> [TASK ITEM]
Scan the material below for the string "Builds", and copy every line where it shows up.

> [RECORD SET]
use std::collections::HashMap;
use std::fmt;

use serde::Serialize;

/// A template variable.
#[derive(Clone, Debug, PartialEq, Serialize)]
#[serde(untagged)]
pub enum Value {
    String(String),
    Integer(i64),
    Number(f64),
    /// Iterated by `LOOP`; elements are usually records.
    List(Vec<Value>),
    Record(HashMap<String, Value>),
}

impl Value {
    /// Non-empty strings and non-zero numbers are true. Lists and records are
    /// true when they have at least one entry.
    pub fn is_truthy(&self) -> bool {
        match self {
            Value::String(s) => !s.is_empty(),
            Value::Integer(n) => *n != 0,
            Value::Number(n) => *n != 0.0 && !n.is_nan(),
            Value::List(items) => !items.is_empty(),
            Value::Record(fields) => !fields.is_empty(),
        }
    }

    /// Numeric view of the value. Strings qualify only when the whole string
    /// is a decimal literal.
    pub fn as_number(&self) -> Option<f64> {
        match self {
            Value::Integer(n) => Some(*n as f64),
            Value::Number(n) => Some(*n),
            Value::String(s) => {
                let s = s.trim();
                if s.is_empty() {
                    return None;
                }
                s.parse::<f64>().ok().filter(|n| n.is_finite())
            }
            _ => None,
        }
    }

    pub fn as_list(&self) -> Option<&[Value]> {
        match self {
            Value::List(items) => Some(items),
            _ => None,
        }
    }

    /// Text used when the value is substituted. Lists and records have no
    /// textual form and produce the empty string.
    pub fn to_text(&self) -> String {
        match self {
            Value::String(s) => s.clone(),
            Value::Integer(n) => n.to_string(),
            Value::Number(n) => n.to_string(),
            Value::List(_) | Value::Record(_) => String::new(),
        }
    }
}

impl fmt::Display for Value {
    fn fmt(&self, f: &mut fmt::Formatter<'_>) -> fmt::Result {
        f.write_str(&self.to_text())
    }
}

impl From<&str> for Value {
    fn from(s: &str) -> Self {
        Value::String(s.to_string())
    }
}

impl From<String> for Value {
    fn from(s: String) -> Self {
        Value::String(s)
    }
}

impl From<f64> for Value {
    fn from(n: f64) -> Self {
        Value::Number(n)
    }
}

impl From<i64> for Value {
    fn from(n: i64) -> Self {
        Value::Integer(n)
    }
}

impl From<usize> for Value {
    fn from(n: usize) -> Self {
        i64::try_from(n).map_or(Value::Number(n as f64), Value::Integer)
    }
}

impl From<i32> for Value {
    fn from(n: i32) -> Self {
        Value::Integer(i64::from(n))
    }
}

impl From<bool> for Value {
    fn from(b: bool) -> Self {
        Value::Integer(i64::from(b))
    }
}

impl<T: Into<Value>> From<Vec<T>> for Value {
    fn from(items: Vec<T>) -> Self {
        Value::List(items.into_iter().map(Into::into).collect())
    }
}

impl From<HashMap<String, Value>> for Value {
    fn from(fields: HashMap<String, Value>) -> Self {
        Value::Record(fields)
    }
}

impl From<serde_json::Value> for Value {
    fn from(json: serde_json::Value) -> Self {
        match json {
            serde_json::Value::Null => Value::String(String::new()),
            serde_json::Value::Bool(b) => b.into(),
            serde_json::Value::Number(n) => match n.as_i64() {
                Some(i) => Value::Integer(i),
                None => Value::Number(n.as_f64().unwrap_or_default()),
            },
            serde_json::Value::String(s) => Value::String(s),
            serde_json::Value::Array(items) => {
                Value::List(items.into_iter().map(Value::from).collect())
            }
            serde_json::Value::Object(fields) => Value::Record(
                fields
                    .into_iter()
                    .map(|(k, v)| (k, Value::from(v)))
                    .collect(),
            ),
        }
    }
}

/// Builds a record value from `(name, value)` pairs.
pub fn record<K, V, I>(fields: I) -> Value
where
    K: Into<String>,
    V: Into<Value>,
    I: IntoIterator<Item = (K, V)>,
{
    Value::Record(
        fields
            .into_iter()
            .map(|(k, v)| (k.into(), v.into()))
            .collect(),
    )
}

/// Replaces `& " < >` with their entities in every string inside `value`.
pub fn escape_html(value: Value) -> Value {
    match value {
        Value::String(s) => Value::String(
            s.replace('&', "&amp;")
                .replace('"', "&quot;")
                .replace('<', "&lt;")
                .replace('>', "&gt;"),
        ),
        Value::List(items) => Value::List(items.into_iter().map(escape_html).collect()),
        Value::Record(fields) => Value::Record(
            fields
                .into_iter()
                .map(|(k, v)| (k, escape_html(v)))
                .collect(),
        ),
        other => other,
    }
}

/// Read access to variables during rendering.
pub trait Vars {
    fn var(&self, name: &str) -> Option<&Value>;
}

/// The variables a template is rendered against. Serializes as a JSON
/// object that [`Context::from_json`] reads back.
#[derive(Clone, Debug, Default, PartialEq, Serialize)]
#[serde(transparent)]
pub struct Context {
    vars: HashMap<String, Value>,
}

impl Context {
    pub fn new() -> Self {
        Self::default()
    }

    /// Sets `name` verbatim.
    pub fn set(&mut self, name: impl Into<String>, value: impl Into<Value>) {
        self.vars.insert(name.into(), value.into());
    }

    /// Sets `name` with HTML entities escaped in every contained string.
    pub fn set_html(&mut self, name: impl Into<String>, value: impl Into<Value>) {
        self.vars.insert(name.into(), escape_html(value.into()));
    }

    /// Pushes onto the list stored under `name`. Does nothing when `name` is
    /// missing or not a list.
    pub fn append(&mut self, name: &str, value: impl Into<Value>) -> bool {
        match self.vars.get_mut(name) {
            Some(Value::List(items)) => {
                items.push(value.into());
                true
            }
            _ => false,
        }
    }

    pub fn get(&self, name: &str) -> Option<&Value> {
        self.vars.get(name)
    }

    pub fn remove(&mut self, name: &str) -> Option<Value> {
        self.vars.remove(name)
    }

    pub fn len(&self) -> usize {
        self.vars.len()
    }

    pub fn is_empty(&self) -> bool {
        self.vars.is_empty()
    }

    /// Builds a context from a JSON object. Other JSON values give an empty
    /// context.
    pub fn from_json(json: serde_json::Value) -> Self {
        match Value::from(json) {
            Value::Record(vars) => Self { vars },
            _ => Self::default(),
        }
    }
}

impl Vars for Context {
    fn var(&self, name: &str) -> Option<&Value> {
        self.vars.get(name)
    }
}

impl<K: Into<String>, V: Into<Value>> FromIterator<(K, V)> for Context {
    fn from_iter<I: IntoIterator<Item = (K, V)>>(iter: I) -> Self {
        Self {
            vars: iter.into_iter().map(|(k, v)| (k.into(), v.into())).collect(),
        }
    }
}
use std::fmt;

use crate::source::LineSource;
use crate::syntax::Syntax;

#[derive(Debug, Clone, Copy, PartialEq, Eq)]
pub enum Tag {
    Loop,
    For,
    If,
    Else,
    Embed,
    Nobreak,
    Literal,
    Include,
    /// `?(cond ? yes : no)` shorthand.
    Ternary,
}

impl Tag {
    fn from_name(name: &str) -> Option<Self> {
        Some(match name {
            "LOOP" => Tag::Loop,
            "FOR" => Tag::For,
            "IF" => Tag::If,
            "ELSE" => Tag::Else,
            "EMBED" => Tag::Embed,
            "NOBREAK" => Tag::Nobreak,
            "LITERAL" => Tag::Literal,
            "INCLUDE" => Tag::Include,
            "?" => Tag::Ternary,
            _ => return None,
        })
    }

    pub fn name(self) -> &'static str {
        match self {
            Tag::Loop => "LOOP",
            Tag::For => "FOR",
            Tag::If => "IF",
            Tag::Else => "ELSE",
            Tag::Embed => "EMBED",
            Tag::Nobreak => "NOBREAK",
            Tag::Literal => "LITERAL",
            Tag::Include => "INCLUDE",
            Tag::Ternary => "?",
        }
    }
}

impl fmt::Display for Tag {
    fn fmt(&self, f: &mut fmt::Formatter<'_>) -> fmt::Result {
        f.write_str(self.name())
    }
}

/// A control marker such as `<!--@IF(x)-->` or `<!--@END_LOOP-->`.
#[derive(Debug, Clone, PartialEq, Eq)]
pub struct Marker {
    pub tag: Tag,
    pub closing: bool,
    /// Parameter with surrounding whitespace trimmed; empty when absent.
    pub param: String,
}

impl fmt::Display for Marker {
    fn fmt(&self, f: &mut fmt::Formatter<'_>) -> fmt::Result {
        if self.closing {
            f.write_str("END_")?;
        }
        f.write_str(self.tag.name())?;
        if !self.param.is_empty() {
            write!(f, "({})", self.param)?;
        }
        Ok(())
    }
}

#[derive(Debug, Clone, PartialEq, Eq)]
pub enum Token {
    Text(String),
    /// Text that precedes the marker on its line (after whitespace policy),
    /// then the marker itself.
    Marker { leading: String, marker: Marker },
}

/// Pulls lines from a source and splits them around control markers.
///
/// A line holding nothing but markers and whitespace produces no text, its
/// line break included. Once a marker shares its line with other content,
/// the rest of that line keeps its line breaks.
pub struct Tokenizer<'a> {
    source: Box<dyn LineSource>,
    syntax: &'a Syntax,
    buffer: String,
    line: usize,
    preserve_spaces: bool,
}

impl<'a> Tokenizer<'a> {
    pub fn new(source: Box<dyn LineSource>, syntax: &'a Syntax) -> Self {
        Self {
            source,
            syntax,
            buffer: String::new(),
            line: 0,
            preserve_spaces: false,
        }
    }

    /// Number of lines read so far.
    pub fn line(&self) -> usize {
        self.line
    }

    fn read_line(&mut self) -> std::io::Result<bool> {
        match self.source.next_line()? {
            Some(line) => {
                self.buffer = line;
                self.line += 1;
                self.preserve_spaces = false;
                Ok(true)
            }
            None => Ok(false),
        }
    }

    /// Next piece of the template, or `None` once the source is exhausted.
    ///
    /// Inside a `LITERAL` block every marker other than `END_LITERAL` comes
    /// back as plain text.
    pub fn next_token(&mut self, literal: bool) -> std::io::Result<Option<Token>> {
        if self.buffer.is_empty() && !self.read_line()? {
            return Ok(None);
        }

        let Some(caps) = self.syntax.control().captures(&self.buffer) else {
            return Ok(Some(Token::Text(std::mem::take(&mut self.buffer))));
        };

        let leading = caps[1].to_string();
        let whole = caps[2].to_string();
        let closing = caps.get(3).is_some();
        let tag = Tag::from_name(&caps[4]);
        let param = caps.get(5).map_or("", |m| m.as_str()).trim().to_string();
        let trailing = caps[6].to_string();

        let Some(tag) = tag else {
            // the pattern only admits known tags
            return Ok(Some(Token::Text(std::mem::take(&mut self.buffer))));
        };

        if literal && !(closing && tag == Tag::Literal) {
            self.buffer = trailing;
            self.preserve_spaces = true;
            return Ok(Some(Token::Text(leading + &whole)));
        }

        let leading = if has_content(&leading) || has_content(&trailing) {
            self.buffer = trailing;
            self.preserve_spaces = true;
            leading
        } else if self.preserve_spaces || (closing && tag == Tag::Nobreak) {
            self.buffer = line_breaks(&trailing);
            line_breaks(&leading)
        } else {
            self.buffer.clear();
            String::new()
        };

        let marker = Marker {
            tag,
            closing,
            param,
        };
        tracing::trace!(line = self.line, %marker, "marker");
        Ok(Some(Token::Marker { leading, marker }))
    }
}

fn has_content(s: &str) -> bool {
    s.chars().any(|c| !c.is_whitespace())
}

fn line_breaks(s: &str) -> String {
    s.chars().filter(|c| matches!(c, '\r' | '\n')).collect()
}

> [THE COMPLETED TASK]
/// Builds a record value from `(name, value)` pairs.
    /// Builds a context from a JSON object. Other JSON values give an empty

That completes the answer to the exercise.